И еще одна сторона буддизма была исключительно удобна для правителей. Буддизм создал не только учение, но и великолепную церковную организацию. По своей сложности, сплоченности и дисциплине она во многом напоминает другую феодальную церковную организацию — средневековое папство. Буддийская церковная иерархия — монахи и прелаты разных степеней — представляла для Японии готовую модель феодального общества. Буддийские храмы и монастыри могли стать опорными пунктами для проведения централизованной системы управления. Недаром в дальнейшем в Японии церковное и административное районирование страны полностью совпадало: каждая провинция (купи) была одновременно и церковной провинцией; провинциальному управлению (коку-фу) каждой провинции соответствовал провинциальный монастырь (коку-бундзи).
[67]
Принц Сётоку-Тайси известен в истории прежде всего как ревностный покровитель буддизма. Он построил такие крупные монастыри, как Ситэннодзи, Хокодзи, Хорюдзи, и заботился об их материальной базе. Так, например, храму Ситэннодзи была передана большая часть рабов и земель низвергнутого дома Мононобэ. Примеру Тайси следовали и другие представители знати. Через три года после смерти Тайси, т. е. в 624 г. в Японии насчитывалось уже 46 храмов, 816 монахов, 569 монахинь. Сётоку-Тайси выступал не только как строитель храмов, он был горячий адепт новой религии и ее проповедник. Догматам буддизма он учился у Эдзи — монаха из Когурё, штудировал сутры Хоккэкё и Юимакё и лично выступал с проповедью. В истории буддийской церкви он занял положение «апостола» — просветителя Японии. Под его влиянием в 594 г. был
издан даже эдикт, предписывающий членам царского рода и всем сановникам принять буддизм. Это означало официальное введение новой религии. В качестве памятника его деятельности как буддиста сохранились не только храмы, но и комментарии к трем буддийским сутрам.

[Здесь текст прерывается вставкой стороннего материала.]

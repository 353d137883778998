//! Frame Model - pre-processor data model for 3D frame/wall structures
//!
//! This library holds the structural model a seismic frame solver consumes:
//! - Nodes with fixity, loads, masses and prescribed displacements
//! - Frame sections (wood/steel) and wall sections
//! - Frame, brace and wall elements between two nodes
//! - Element subdivision and tag compaction
//! - Loading and saving the solver's positional text file
//!
//! ## Example
//! ```rust
//! use frame_model::prelude::*;
//!
//! let mut model = FrameModel::new();
//!
//! // Add nodes
//! model.add_node(1, Node::new(0.0, 0.0, 0.0).with_fixity(Fixity::fixed()));
//! model.add_node(2, Node::new(0.0, 0.0, 3.0));
//!
//! // Add a steel section and a column between the nodes
//! model.add_frame_section(1, FrameSection::steel(2e5, 8e4, 0.3, 0.3));
//! model.add_element(1, Element::frame(1, 2, 1));
//!
//! // Split the column into three
//! let parts = model.split_element(1, 3);
//! assert_eq!(parts.elements.len(), 3);
//!
//! // Serialize (tags are compacted first)
//! let text = model.to_text().unwrap();
//! assert!(text.starts_with("MODEL GENERATED BY FRAME MODEL CREATOR"));
//! ```

pub mod analysis;
pub mod codec;
pub mod elements;
pub mod error;
pub mod model;
pub mod summary;

// Re-export common types
pub mod prelude {
    pub use crate::analysis::{AnalysisSettings, Direction, Tolerance};
    pub use crate::elements::{
        Element, ElementKind, Fixity, FrameSection, MaterialKind, Node, WallSection,
    };
    pub use crate::error::{ModelError, ModelResult, ParseError};
    pub use crate::model::{EntityKind, FrameModel, Renumbering, Subdivision, Tag, TagPattern};
    pub use crate::summary::ModelSummary;
}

Изучение буддийского писания подразумевало полное владение китайским языком. Весь буддийский канон дошел до Японии в переводе на китайский. Тайси был одним из самых образованных людей своего времени. Сохранились сведения о том, как он изучал китайскую литературу — не только буддийскую, но и конфуцианскую. Его учителем называют ученого того времени — китайца Какука. В написанном им «Законе из 17 статей» (604 г.) 20 можно легко усмотреть знакомство с классическими книгами конфуцианства — «Шан шу», «Ши цзин», «Лунь юй», а также с памятником позднейшей китайской художественной литературы — сборником «Вэнь сюань».
В «Законе из 17 статей» сочеталась вся буддийская и конфуцианская эрудиция автора, полностью отразился весь строй его мыслей и в то же время вся новая идеология века. Остановимся несколько подробнее на его содержании, тем более что это первый письменный документ такого рода в Японии.
Статья 1 этого Закона устанавливает необходимость для высших быть мягкими, для низших — дружелюбно настроенными; это есть залог всеобщего спокойствия.
Статья 2 призывает к почитанию трех драгоценностей — «Будды, священного закона и монахов», иначе говоря, к вере в буддийское учение, аргументируя этот призыв, во-первых, тем, что «в каком же свете, кто из людей не чтит этот закон?», во-вторых, тем, что, «если не чтить три драгоценности, чем же тогда исправить зло?»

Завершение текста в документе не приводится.